Scaling up antiretroviral therapy (ART) for HIV/AIDS is a challenge for countries with limited resources and with many other health priorities to tackle. This is especially true when the goal is to achieve full treatment coverage of an increasing number of AIDS patients who require a life long coverage of services. This brings to the fore the need for a strong management information system to monitor and evaluate efficiency and effectiveness of ART programmes.

I can assist with monitoring and evaluation of ART programmes. This includes the overview and update of the whole chain of events underlying ART management, including counseling and testing sessions, assignment to ART regimens, monitoring the side effects and the opportunistic infections, update changes in treatment regimes, recording default and mortality.

I can also fully exploit the data coming from the ART management information system to identify effectiveness factors that are critical for a sustainable scale up of ART. This is important to identify those factors that make a difference in improving effectiveness and that can be changed through management.

Examples include:

(a) I provided technical assistance to the Department of Health of KwaZulu-Natal (KZN), South Affrica,  in monitoring the performance of the ART management. This included the monitoring of the weekly numbers of people undergoing HIV counseling and testing, being under the CD4 cut off point to be eligible for ART, initiating a treatment regimen, coming back for follow up, having side effects, defaulting and dying. The data,which were provided by the ART clinics every week, were critically assessed for reliability, problems were spotted and relevant clinics were contacted to correct errors.

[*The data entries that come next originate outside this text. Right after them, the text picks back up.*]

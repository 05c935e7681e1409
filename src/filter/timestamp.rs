//! Date parsing for the before/after operators.

use chrono::{DateTime, NaiveDate, NaiveDateTime, Utc};

/// Turns a date string into a Unix timestamp in seconds.
pub trait TimestampParser {
    /// Returns `None` when the text is not a date this parser understands.
    fn parse(&self, text: &str) -> Option<i64>;
}

/// Accepts RFC 3339, `YYYY-MM-DD HH:MM:SS`, `YYYY-MM-DDTHH:MM:SS`,
/// `YYYY-MM-DD`, bare integer timestamps and `now`. Naive times are UTC.
#[derive(Debug, Clone, Copy, Default)]
pub struct DefaultTimestampParser;

const NAIVE_FORMATS: [&str; 3] = ["%Y-%m-%d %H:%M:%S", "%Y-%m-%dT%H:%M:%S", "%Y-%m-%d %H:%M"];

impl TimestampParser for DefaultTimestampParser {
    fn parse(&self, text: &str) -> Option<i64> {
        let text = text.trim();
        if text.is_empty() {
            return None;
        }
        if let Ok(seconds) = text.parse::<i64>() {
            return Some(seconds);
        }
        if text.eq_ignore_ascii_case("now") {
            return Some(Utc::now().timestamp());
        }
        if let Ok(dt) = DateTime::parse_from_rfc3339(text) {
            return Some(dt.timestamp());
        }
        for format in NAIVE_FORMATS {
            if let Ok(dt) = NaiveDateTime::parse_from_str(text, format) {
                return Some(dt.and_utc().timestamp());
            }
        }
        NaiveDate::parse_from_str(text, "%Y-%m-%d")
            .ok()
            .and_then(|date| date.and_hms_opt(0, 0, 0))
            .map(|dt| dt.and_utc().timestamp())
    }
}

impl<F> TimestampParser for F
where
    F: Fn(&str) -> Option<i64>,
{
    fn parse(&self, text: &str) -> Option<i64> {
        self(text)
    }
}

#[cfg(test)]
mod tests {
    use super::*;

    #[test]
    fn test_parse_formats() {
        let parser = DefaultTimestampParser;
        assert_eq!(parser.parse("1970-01-02"), Some(86_400));
        assert_eq!(parser.parse("1970-01-01 00:01:00"), Some(60));
        assert_eq!(parser.parse("1970-01-01T00:00:10"), Some(10));
        assert_eq!(parser.parse("1970-01-01T01:00:00+01:00"), Some(0));
        assert_eq!(parser.parse("1234"), Some(1234));
    }

    #[test]
    fn test_parse_rejects_garbage() {
        let parser = DefaultTimestampParser;
        assert_eq!(parser.parse("yesterday-ish"), None);
        assert_eq!(parser.parse(""), None);
        assert_eq!(parser.parse("2024-13-01"), None);
    }

    #[test]
    fn test_closure_parser() {
        let fixed = |_: &str| -> Option<i64> { Some(42) };
        assert_eq!(fixed.parse("anything"), Some(42));
    }
}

(b) I conducted operational research in the field of ART of HIV/AIDS patients in KZN. The objective was to identify the factors related to the patients and to the clinic sites that were significant predictors of mortality and default. A retrospective analysis on the first two years of treatment was carried out on the data obtained from all the 32 clinics that were distributing ART in KZN. Besides the patients' information that was available from the ART management information system, survey teams collected data on the clinics' infrastructure, staffing, accessibility to the site and crowding, availability of drugs, waiting time to receive laboratory results and other characteristics that could have influenced treatment outcomes. A task analysis recorded staff and patients' interactions and compliance with guidelines.

At parity of other significant factors, the number of annual new patients per staff was significantly associated with patients' retention. This allowed to identify the probability of remaining on ART at the end of two years of treatment for patients attending clinics where the workload was <100, 100-199, and 200+ new patients per medical doctor per year. This was critical in identifying clinic sites which had a higher risk of loosing patients and in defining alternative management strategies that were associated with different probabilities of retaining patients. A Monte Carlo simulation allowed to estimate the robustness of the predictions that such strategies would have had on patients' retention and to estimate the relative incremental cost effectiveness ratios.

(c) I provided technical assistance to the DOH of KZN in monitoring HIV resistance to ART. As ART is used by an increasing number of patients who might not always comply with treatment schedule, ART resistance might develop, threatening its effectiveness. The survey included samples of antenatal care attendees who were not under ART and met the survey's selection criteria proposed by WHO guidelines. Genotyping revealed a prevalence of HIV drug resistant strains of less than 5%, which is the cut off point used by WHO to define low prevalence of ART resistance in newly diagnosed HIV cases.